Historical Perspective

Originally, rubella was referred to as the third disease, because it was thought to branch from measles or Scarlet fever. However, in 1814, it was recognized as a separate entity of disease and became known as German measles.[1][2] In 1941, congenital rubella syndrome was recognized as a complication of rubella infection among pregnant women who became infected with the virus early in their pregnancy.[1][2] An Australian ophthalmologist made the connection and reported 78 cases of congenital cataract among infants born to mothers who had a rubella infection early in their pregnancy.[1][2]

Pathophysiology

Classification

There is no classification scheme for congenital rubella syndrome. However, in 2009, the CDC published the case classification of congenital rubella syndrome and divided into suspected cases, probable cases, confirmed cases and infection only, based on symptoms and/or laboratory findings.[3]

Causes

The cause of congenital rubella syndrome is rubella virus. Rubella virus is a single stranded, positive sense RNA virus (ssRNA). It is the only member of the genus Rubivirus and belongs to the family of Togaviridae.

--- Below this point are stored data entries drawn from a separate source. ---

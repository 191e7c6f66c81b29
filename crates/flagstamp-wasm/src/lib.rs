//! Flag Stamp WASM - WebAssembly bindings for Flag Stamp
//!
//! This crate exposes the flagstamp-core compositing engine to
//! JavaScript/TypeScript applications.
//!
//! # Module Structure
//!
//! - `compositor` - the `Compositor` session class (base image, flag
//!   selection, pointer input, export)
//! - `catalog` - the built-in flag catalog
//! - `host` - browser fetch/timer/download adapters
//! - `logger` - `log` records forwarded to the browser console
//! - `types` - WASM-compatible raster wrapper
//!
//! # Usage
//!
//! ```typescript
//! import init, { Compositor, sampleFlags } from '@flagstamp/wasm';
//!
//! // Initialize WASM module (must call first)
//! await init();
//!
//! const compositor = new Compositor();
//! compositor.setBaseImage(new Uint8Array(await file.arrayBuffer()));
//! compositor.selectFlag(sampleFlags()[0].url);
//! ```

use wasm_bindgen::prelude::*;

mod catalog;
mod compositor;
mod host;
mod logger;
mod types;

// Re-export public types
pub use catalog::{flag_catalog, flag_url, sample_flags};
pub use compositor::JsCompositor;
pub use host::{BrowserFetcher, BrowserTimer, CallbackSink};
pub use logger::set_log_level;
pub use types::JsRaster;

/// Initialize the WASM module (called automatically on load)
#[wasm_bindgen(start)]
pub fn init() {
    logger::init(log::LevelFilter::Info);
}

/// Get the version of the WASM module
#[wasm_bindgen]
pub fn version() -> String {
    env!("CARGO_PKG_VERSION").to_string()
}

#[cfg(test)]
mod tests {
    use super::*;

    #[test]
    fn test_version() {
        assert!(!version().is_empty());
    }
}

Differentiating Congenital Rubella Syndrome from other Diseases

The most important congenital infections, which can be transmitted vertically from mother to fetus are the TORCH infections. These infections have overlapping features and hence, must be differentiated from CRS.[4][5]

Epidemiology and Demographics

The exact incidence of congenital rubella syndrome is hard to estimate, because in many parts of the developing world rubella has been eliminated. However, very few cases are still reported in the U.S and they are believed to be imported cases. In addition, rubella infection and congenital rubella syndrome are still a challenge in the developing world, with most cases occurring in Africa and Southeast Asia.[6][7]In countries without rubella immunization, the incidence is estimated to range between 60-220 per 100,000 cases.[8]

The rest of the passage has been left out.